What you will do. Show each line of the records below where the word "rows" occurs.

Records for this exercise.

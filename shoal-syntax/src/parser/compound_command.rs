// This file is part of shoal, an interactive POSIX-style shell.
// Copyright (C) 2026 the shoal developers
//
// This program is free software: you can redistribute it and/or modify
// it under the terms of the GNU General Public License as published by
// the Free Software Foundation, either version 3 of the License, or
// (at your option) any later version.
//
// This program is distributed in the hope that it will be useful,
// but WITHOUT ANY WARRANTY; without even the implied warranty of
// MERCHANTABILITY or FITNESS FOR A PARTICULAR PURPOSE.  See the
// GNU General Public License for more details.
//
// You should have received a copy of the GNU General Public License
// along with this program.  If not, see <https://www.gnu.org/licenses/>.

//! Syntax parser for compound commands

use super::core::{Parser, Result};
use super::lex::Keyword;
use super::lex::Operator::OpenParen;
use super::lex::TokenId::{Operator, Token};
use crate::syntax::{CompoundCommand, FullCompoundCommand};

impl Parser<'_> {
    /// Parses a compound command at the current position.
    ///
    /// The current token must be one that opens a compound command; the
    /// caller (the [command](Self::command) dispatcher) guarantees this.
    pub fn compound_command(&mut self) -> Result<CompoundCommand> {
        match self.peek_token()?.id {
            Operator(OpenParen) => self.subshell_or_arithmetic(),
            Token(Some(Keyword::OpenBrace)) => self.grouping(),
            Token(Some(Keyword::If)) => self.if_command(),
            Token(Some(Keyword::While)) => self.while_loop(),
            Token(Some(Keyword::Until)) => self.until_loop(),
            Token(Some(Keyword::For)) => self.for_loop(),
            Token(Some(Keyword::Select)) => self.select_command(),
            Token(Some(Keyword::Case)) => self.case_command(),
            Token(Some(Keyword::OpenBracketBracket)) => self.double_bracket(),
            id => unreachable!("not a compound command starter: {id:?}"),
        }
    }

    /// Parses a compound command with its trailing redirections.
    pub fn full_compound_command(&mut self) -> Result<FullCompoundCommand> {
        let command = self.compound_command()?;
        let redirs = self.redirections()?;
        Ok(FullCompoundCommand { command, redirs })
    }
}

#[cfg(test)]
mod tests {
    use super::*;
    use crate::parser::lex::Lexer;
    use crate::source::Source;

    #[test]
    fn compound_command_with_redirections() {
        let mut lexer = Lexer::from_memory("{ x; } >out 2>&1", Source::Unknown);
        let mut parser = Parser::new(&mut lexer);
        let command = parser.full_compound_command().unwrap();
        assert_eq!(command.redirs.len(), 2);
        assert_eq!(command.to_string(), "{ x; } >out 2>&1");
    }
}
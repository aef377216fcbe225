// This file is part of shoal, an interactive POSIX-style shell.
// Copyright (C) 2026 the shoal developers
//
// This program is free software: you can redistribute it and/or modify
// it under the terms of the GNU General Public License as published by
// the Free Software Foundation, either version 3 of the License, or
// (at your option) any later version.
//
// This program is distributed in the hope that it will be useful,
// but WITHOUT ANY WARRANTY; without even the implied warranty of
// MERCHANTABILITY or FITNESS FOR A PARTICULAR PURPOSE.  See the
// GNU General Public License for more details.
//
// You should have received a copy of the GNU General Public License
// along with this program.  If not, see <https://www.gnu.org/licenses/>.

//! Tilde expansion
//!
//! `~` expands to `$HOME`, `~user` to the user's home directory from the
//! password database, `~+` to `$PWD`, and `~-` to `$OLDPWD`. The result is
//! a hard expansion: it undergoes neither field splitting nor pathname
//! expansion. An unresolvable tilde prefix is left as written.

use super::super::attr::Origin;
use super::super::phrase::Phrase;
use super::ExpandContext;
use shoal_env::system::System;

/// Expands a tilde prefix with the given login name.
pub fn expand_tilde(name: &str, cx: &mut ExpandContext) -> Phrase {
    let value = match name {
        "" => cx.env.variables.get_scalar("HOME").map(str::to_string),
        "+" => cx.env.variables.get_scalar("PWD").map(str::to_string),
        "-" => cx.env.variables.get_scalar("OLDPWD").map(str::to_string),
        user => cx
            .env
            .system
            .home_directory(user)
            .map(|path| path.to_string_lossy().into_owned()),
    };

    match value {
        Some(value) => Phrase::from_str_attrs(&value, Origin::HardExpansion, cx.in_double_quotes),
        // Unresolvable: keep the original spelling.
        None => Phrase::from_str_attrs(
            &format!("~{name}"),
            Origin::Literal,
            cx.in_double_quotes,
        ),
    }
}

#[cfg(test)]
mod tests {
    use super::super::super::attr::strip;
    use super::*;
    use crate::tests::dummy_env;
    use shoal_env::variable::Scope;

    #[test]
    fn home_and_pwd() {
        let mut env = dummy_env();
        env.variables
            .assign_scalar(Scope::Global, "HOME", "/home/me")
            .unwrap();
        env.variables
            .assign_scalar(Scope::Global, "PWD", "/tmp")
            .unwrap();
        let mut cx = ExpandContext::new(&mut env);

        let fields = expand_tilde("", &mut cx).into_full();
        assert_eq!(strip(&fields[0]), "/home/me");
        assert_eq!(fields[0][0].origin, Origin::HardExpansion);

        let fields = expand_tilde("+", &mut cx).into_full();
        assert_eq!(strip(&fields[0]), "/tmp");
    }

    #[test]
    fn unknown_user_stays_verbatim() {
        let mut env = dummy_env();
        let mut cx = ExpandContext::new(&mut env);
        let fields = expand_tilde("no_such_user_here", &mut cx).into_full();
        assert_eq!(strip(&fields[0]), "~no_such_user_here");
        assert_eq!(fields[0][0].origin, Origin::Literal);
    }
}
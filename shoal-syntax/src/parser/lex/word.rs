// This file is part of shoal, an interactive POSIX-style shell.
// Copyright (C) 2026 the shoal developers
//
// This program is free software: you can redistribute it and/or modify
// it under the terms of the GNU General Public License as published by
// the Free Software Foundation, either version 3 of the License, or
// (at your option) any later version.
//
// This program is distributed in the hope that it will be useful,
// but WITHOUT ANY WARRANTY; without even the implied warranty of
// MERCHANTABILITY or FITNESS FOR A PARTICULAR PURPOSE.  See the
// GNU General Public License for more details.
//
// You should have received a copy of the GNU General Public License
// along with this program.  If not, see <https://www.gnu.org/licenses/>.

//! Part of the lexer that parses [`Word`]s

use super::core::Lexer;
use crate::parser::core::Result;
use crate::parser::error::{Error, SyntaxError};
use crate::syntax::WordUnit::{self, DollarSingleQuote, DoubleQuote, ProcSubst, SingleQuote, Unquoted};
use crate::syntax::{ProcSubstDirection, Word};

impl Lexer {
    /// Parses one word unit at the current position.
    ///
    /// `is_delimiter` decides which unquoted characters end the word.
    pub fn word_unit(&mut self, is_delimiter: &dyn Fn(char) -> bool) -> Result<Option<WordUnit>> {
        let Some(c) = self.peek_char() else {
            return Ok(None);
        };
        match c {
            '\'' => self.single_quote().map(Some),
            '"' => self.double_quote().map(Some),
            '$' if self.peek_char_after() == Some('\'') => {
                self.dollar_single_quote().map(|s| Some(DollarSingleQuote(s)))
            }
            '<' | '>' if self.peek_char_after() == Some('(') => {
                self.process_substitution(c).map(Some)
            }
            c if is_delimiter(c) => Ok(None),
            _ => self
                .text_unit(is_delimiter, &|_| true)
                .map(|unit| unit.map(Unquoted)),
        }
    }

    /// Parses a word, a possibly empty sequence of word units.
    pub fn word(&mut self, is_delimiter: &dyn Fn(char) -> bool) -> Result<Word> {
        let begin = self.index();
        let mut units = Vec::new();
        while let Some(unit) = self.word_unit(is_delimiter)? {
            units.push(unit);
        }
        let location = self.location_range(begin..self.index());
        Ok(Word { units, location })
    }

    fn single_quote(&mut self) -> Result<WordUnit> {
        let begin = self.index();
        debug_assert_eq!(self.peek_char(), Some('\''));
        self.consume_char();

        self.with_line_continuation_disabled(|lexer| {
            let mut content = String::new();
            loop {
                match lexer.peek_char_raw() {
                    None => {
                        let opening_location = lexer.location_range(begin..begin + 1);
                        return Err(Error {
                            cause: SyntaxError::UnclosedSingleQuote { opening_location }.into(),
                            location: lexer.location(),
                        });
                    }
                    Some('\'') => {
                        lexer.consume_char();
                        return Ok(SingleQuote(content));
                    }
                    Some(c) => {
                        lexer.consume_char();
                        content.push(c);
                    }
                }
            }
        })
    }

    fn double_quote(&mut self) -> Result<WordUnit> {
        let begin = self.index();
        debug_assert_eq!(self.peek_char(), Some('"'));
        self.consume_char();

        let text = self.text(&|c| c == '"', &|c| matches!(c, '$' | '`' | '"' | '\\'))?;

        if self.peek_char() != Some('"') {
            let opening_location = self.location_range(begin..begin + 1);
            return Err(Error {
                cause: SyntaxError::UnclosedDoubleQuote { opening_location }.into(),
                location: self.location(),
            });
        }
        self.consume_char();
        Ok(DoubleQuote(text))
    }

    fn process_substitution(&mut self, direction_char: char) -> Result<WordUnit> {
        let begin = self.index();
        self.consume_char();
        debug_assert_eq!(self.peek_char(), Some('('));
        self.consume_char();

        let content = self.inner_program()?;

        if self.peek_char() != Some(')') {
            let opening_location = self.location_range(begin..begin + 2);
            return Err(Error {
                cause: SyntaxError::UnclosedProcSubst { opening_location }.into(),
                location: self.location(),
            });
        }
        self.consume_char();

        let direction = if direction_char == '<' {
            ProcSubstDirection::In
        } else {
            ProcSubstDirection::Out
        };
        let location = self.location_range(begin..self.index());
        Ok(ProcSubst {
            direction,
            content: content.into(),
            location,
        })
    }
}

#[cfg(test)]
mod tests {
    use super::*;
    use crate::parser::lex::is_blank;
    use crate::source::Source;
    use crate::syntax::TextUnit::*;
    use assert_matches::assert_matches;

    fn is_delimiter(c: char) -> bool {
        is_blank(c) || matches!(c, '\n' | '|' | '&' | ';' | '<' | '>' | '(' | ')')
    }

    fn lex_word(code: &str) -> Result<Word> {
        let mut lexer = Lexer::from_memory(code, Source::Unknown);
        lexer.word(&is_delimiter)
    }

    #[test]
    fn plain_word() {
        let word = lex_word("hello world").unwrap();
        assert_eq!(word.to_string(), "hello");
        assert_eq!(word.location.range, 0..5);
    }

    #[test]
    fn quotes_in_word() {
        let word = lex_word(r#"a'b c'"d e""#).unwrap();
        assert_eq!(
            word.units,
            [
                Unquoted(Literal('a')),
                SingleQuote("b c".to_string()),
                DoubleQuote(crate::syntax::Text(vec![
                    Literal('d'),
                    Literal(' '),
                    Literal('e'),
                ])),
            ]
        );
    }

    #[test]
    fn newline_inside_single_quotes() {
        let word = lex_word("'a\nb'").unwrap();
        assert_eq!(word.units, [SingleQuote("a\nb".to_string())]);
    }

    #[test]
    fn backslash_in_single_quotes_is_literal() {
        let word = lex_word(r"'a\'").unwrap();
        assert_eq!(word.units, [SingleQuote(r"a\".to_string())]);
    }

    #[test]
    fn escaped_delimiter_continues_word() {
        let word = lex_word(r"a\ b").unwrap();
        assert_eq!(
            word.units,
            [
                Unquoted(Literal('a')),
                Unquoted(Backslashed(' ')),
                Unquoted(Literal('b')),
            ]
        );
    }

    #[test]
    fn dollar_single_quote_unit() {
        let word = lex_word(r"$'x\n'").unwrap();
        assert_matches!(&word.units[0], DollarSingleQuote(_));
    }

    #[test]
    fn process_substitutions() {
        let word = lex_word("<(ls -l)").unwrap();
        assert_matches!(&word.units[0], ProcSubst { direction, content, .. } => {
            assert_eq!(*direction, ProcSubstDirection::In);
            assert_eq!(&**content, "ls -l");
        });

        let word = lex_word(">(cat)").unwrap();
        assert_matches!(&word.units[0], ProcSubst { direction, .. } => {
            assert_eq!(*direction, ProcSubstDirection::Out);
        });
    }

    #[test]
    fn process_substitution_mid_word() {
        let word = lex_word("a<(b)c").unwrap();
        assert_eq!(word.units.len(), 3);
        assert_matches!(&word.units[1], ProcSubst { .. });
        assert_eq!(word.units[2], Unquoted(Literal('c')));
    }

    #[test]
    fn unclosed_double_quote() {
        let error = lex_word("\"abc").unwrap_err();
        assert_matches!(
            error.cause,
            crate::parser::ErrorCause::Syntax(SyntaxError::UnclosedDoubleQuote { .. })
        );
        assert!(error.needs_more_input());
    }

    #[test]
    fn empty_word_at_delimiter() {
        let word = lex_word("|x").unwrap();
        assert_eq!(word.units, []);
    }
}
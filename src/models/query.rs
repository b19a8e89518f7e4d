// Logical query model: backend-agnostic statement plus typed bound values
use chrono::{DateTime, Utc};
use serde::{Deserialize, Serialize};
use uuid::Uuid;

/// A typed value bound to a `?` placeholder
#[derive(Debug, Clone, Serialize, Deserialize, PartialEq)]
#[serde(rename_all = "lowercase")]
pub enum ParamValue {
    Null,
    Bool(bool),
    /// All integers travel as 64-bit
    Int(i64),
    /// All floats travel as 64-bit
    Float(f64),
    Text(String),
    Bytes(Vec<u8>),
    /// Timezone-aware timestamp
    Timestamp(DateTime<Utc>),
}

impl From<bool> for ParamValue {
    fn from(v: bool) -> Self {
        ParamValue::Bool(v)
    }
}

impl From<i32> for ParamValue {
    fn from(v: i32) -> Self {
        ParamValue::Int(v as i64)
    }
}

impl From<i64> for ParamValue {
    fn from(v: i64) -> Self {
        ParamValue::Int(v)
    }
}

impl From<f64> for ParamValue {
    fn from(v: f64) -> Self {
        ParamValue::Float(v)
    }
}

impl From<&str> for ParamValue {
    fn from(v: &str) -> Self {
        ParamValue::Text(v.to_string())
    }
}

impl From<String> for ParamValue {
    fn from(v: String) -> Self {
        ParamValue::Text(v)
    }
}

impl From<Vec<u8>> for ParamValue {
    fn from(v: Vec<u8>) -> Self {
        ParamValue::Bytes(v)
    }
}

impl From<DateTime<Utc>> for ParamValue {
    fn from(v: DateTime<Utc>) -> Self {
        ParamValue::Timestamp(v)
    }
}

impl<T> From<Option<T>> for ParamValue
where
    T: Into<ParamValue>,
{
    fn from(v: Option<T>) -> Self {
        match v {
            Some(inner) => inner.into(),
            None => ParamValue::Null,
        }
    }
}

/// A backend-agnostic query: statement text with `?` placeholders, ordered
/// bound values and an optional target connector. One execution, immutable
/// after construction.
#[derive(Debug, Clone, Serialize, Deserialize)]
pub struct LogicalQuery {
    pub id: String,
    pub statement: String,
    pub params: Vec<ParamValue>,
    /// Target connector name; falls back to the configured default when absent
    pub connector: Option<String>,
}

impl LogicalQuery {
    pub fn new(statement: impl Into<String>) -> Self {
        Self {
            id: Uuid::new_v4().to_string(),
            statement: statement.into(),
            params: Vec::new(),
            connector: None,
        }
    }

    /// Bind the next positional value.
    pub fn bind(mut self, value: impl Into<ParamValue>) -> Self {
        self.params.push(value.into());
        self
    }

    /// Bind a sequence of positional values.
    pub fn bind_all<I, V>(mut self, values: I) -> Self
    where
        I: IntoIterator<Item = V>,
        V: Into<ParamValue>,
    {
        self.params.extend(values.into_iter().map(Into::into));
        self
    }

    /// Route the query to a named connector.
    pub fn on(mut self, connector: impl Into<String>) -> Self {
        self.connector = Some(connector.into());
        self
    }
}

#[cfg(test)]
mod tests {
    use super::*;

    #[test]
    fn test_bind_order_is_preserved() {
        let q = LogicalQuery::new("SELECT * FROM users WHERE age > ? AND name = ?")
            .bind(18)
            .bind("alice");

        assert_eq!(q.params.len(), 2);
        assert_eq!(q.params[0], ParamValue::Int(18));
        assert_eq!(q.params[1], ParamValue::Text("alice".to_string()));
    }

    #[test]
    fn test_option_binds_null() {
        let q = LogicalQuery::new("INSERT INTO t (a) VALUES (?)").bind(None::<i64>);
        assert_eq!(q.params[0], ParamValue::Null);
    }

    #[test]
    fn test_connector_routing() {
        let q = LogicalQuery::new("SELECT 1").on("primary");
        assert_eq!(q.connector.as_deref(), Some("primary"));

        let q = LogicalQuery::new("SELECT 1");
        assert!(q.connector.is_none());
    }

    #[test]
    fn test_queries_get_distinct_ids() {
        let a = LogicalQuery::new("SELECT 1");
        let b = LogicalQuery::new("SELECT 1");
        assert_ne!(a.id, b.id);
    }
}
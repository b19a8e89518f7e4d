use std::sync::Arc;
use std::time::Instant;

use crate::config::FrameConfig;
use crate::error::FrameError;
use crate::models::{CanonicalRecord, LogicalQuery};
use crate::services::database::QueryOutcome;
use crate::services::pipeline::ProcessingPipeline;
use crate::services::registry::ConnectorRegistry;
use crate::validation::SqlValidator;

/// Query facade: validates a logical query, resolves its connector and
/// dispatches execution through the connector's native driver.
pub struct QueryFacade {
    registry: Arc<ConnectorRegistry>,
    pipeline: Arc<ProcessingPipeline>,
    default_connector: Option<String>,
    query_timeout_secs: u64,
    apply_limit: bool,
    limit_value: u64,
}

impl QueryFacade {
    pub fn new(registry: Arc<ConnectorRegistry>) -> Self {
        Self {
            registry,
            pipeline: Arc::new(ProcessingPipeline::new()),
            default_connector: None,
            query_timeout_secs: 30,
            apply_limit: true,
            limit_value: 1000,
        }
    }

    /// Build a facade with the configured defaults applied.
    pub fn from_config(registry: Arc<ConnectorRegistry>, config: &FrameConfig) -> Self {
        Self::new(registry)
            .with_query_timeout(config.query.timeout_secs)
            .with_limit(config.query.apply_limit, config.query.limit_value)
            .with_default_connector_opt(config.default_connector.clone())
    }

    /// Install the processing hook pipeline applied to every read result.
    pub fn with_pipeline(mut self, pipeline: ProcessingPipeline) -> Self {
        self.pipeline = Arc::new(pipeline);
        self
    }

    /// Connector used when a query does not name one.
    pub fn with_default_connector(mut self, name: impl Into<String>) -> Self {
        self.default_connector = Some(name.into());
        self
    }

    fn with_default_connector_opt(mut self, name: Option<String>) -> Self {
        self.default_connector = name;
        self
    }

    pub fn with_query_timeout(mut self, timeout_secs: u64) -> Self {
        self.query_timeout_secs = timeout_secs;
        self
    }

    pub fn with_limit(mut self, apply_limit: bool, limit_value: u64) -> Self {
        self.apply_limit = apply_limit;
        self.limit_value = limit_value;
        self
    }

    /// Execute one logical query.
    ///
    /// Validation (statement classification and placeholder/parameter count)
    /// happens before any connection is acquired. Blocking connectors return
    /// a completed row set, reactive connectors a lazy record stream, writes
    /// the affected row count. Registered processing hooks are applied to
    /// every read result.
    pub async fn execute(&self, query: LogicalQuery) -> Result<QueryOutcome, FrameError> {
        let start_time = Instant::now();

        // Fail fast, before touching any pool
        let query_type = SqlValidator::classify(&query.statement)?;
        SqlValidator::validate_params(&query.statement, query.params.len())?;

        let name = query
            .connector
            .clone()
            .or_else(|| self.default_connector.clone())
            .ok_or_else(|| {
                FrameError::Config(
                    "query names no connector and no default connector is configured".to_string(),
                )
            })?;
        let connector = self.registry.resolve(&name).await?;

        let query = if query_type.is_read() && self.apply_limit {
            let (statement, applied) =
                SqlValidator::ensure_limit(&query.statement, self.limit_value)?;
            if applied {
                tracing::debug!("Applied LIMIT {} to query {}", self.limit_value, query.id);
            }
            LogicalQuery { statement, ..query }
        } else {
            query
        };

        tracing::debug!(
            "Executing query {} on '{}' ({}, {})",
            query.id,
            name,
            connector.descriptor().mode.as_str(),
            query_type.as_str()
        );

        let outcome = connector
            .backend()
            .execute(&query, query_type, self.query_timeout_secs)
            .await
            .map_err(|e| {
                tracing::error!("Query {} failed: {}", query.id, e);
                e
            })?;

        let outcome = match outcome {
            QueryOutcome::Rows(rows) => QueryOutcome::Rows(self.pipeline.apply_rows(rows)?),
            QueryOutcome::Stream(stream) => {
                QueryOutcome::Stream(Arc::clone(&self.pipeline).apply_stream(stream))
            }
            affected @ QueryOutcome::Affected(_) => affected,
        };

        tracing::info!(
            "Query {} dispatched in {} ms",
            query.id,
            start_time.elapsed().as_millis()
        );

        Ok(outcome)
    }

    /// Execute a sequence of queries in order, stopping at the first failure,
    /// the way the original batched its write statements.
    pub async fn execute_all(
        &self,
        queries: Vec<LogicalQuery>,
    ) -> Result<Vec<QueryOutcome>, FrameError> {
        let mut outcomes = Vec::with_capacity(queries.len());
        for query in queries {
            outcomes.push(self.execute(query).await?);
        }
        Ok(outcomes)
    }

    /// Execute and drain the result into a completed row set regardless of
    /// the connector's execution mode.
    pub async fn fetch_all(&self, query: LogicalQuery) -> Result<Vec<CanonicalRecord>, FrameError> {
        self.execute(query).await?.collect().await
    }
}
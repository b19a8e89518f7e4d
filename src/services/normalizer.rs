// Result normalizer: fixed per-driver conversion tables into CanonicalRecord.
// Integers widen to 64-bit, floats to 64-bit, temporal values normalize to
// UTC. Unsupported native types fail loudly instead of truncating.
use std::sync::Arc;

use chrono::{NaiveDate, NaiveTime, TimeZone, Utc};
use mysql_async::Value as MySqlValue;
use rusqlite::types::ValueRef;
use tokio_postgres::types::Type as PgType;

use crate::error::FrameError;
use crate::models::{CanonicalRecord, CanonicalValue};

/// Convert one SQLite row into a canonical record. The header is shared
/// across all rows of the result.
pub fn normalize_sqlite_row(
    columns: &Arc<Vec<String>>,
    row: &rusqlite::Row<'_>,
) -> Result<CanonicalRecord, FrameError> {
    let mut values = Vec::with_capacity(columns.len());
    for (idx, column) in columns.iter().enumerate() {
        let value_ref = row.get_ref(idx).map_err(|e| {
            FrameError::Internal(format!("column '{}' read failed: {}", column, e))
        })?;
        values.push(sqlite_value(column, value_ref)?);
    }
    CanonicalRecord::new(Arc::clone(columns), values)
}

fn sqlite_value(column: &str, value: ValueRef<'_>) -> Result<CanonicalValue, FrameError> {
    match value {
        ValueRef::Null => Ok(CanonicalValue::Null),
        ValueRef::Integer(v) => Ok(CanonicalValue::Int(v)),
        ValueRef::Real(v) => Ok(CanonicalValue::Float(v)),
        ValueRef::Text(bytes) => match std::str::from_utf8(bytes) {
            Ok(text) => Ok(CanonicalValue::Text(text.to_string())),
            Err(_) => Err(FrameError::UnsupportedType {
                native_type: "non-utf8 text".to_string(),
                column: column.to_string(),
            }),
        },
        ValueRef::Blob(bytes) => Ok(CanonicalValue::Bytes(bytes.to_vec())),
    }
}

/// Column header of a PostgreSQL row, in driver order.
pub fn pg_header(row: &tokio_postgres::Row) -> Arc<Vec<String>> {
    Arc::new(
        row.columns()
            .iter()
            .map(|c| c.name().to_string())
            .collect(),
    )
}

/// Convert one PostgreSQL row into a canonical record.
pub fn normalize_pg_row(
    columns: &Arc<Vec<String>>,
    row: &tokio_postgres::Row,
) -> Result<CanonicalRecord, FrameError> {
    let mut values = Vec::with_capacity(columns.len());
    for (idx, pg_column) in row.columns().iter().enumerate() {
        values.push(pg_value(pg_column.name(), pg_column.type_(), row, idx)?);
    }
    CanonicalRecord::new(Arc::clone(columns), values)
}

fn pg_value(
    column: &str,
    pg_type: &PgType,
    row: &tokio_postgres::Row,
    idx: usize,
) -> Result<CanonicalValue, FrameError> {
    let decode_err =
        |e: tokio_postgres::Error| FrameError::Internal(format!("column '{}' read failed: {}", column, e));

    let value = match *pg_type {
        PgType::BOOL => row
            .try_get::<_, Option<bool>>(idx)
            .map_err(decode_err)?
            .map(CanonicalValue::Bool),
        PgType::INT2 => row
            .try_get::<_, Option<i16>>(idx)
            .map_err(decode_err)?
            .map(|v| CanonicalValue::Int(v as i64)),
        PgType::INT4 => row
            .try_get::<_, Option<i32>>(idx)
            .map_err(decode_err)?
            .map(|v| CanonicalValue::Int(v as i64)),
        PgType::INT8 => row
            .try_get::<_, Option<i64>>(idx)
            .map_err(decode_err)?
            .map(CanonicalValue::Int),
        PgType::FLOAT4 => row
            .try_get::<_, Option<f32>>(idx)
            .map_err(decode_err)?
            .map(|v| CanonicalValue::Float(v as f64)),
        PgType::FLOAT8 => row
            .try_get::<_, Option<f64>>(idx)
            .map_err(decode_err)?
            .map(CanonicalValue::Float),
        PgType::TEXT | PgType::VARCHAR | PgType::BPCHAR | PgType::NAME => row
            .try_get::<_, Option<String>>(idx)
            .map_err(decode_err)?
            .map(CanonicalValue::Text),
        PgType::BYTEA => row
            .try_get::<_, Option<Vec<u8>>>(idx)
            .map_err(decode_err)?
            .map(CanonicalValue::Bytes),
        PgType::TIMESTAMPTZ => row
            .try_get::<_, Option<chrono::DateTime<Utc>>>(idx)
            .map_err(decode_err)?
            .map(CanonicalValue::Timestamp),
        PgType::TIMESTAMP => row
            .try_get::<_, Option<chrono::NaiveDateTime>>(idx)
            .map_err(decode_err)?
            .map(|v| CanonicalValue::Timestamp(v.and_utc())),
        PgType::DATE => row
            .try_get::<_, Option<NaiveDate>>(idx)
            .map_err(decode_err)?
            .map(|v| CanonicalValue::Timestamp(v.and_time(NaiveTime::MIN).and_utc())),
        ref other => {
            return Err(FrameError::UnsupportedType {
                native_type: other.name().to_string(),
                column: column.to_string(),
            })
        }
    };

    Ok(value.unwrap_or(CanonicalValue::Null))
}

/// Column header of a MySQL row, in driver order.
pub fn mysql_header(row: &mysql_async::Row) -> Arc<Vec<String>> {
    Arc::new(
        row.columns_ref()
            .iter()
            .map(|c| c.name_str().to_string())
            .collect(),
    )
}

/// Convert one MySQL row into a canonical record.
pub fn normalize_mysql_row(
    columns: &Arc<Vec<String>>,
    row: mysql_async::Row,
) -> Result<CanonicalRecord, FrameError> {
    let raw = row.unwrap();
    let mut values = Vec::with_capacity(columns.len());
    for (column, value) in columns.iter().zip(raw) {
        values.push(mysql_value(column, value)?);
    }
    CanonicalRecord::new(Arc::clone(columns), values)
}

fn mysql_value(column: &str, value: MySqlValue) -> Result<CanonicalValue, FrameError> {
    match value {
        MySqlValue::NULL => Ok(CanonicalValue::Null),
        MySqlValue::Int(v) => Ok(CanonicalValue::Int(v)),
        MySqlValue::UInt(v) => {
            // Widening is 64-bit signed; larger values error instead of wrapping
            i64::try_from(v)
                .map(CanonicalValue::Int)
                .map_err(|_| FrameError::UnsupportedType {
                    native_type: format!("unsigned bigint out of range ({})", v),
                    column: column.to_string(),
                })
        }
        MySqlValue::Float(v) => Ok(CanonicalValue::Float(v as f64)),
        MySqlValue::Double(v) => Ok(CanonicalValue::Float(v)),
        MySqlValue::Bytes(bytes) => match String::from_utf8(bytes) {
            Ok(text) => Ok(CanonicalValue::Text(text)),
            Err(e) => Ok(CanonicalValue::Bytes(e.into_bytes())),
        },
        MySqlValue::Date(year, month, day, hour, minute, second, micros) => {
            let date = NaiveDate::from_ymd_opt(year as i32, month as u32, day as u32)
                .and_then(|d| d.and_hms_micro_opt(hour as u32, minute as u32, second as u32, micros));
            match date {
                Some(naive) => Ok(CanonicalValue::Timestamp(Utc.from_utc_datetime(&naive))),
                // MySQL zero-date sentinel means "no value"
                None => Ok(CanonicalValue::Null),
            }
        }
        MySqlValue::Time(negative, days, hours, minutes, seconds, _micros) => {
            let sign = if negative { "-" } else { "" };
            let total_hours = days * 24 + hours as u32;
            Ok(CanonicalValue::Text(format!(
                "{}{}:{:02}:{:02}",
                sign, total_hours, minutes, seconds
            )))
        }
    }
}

Written solution.
            QueryOutcome::Rows(rows) => QueryOutcome::Rows(self.pipeline.apply_rows(rows)?),
/// across all rows of the result.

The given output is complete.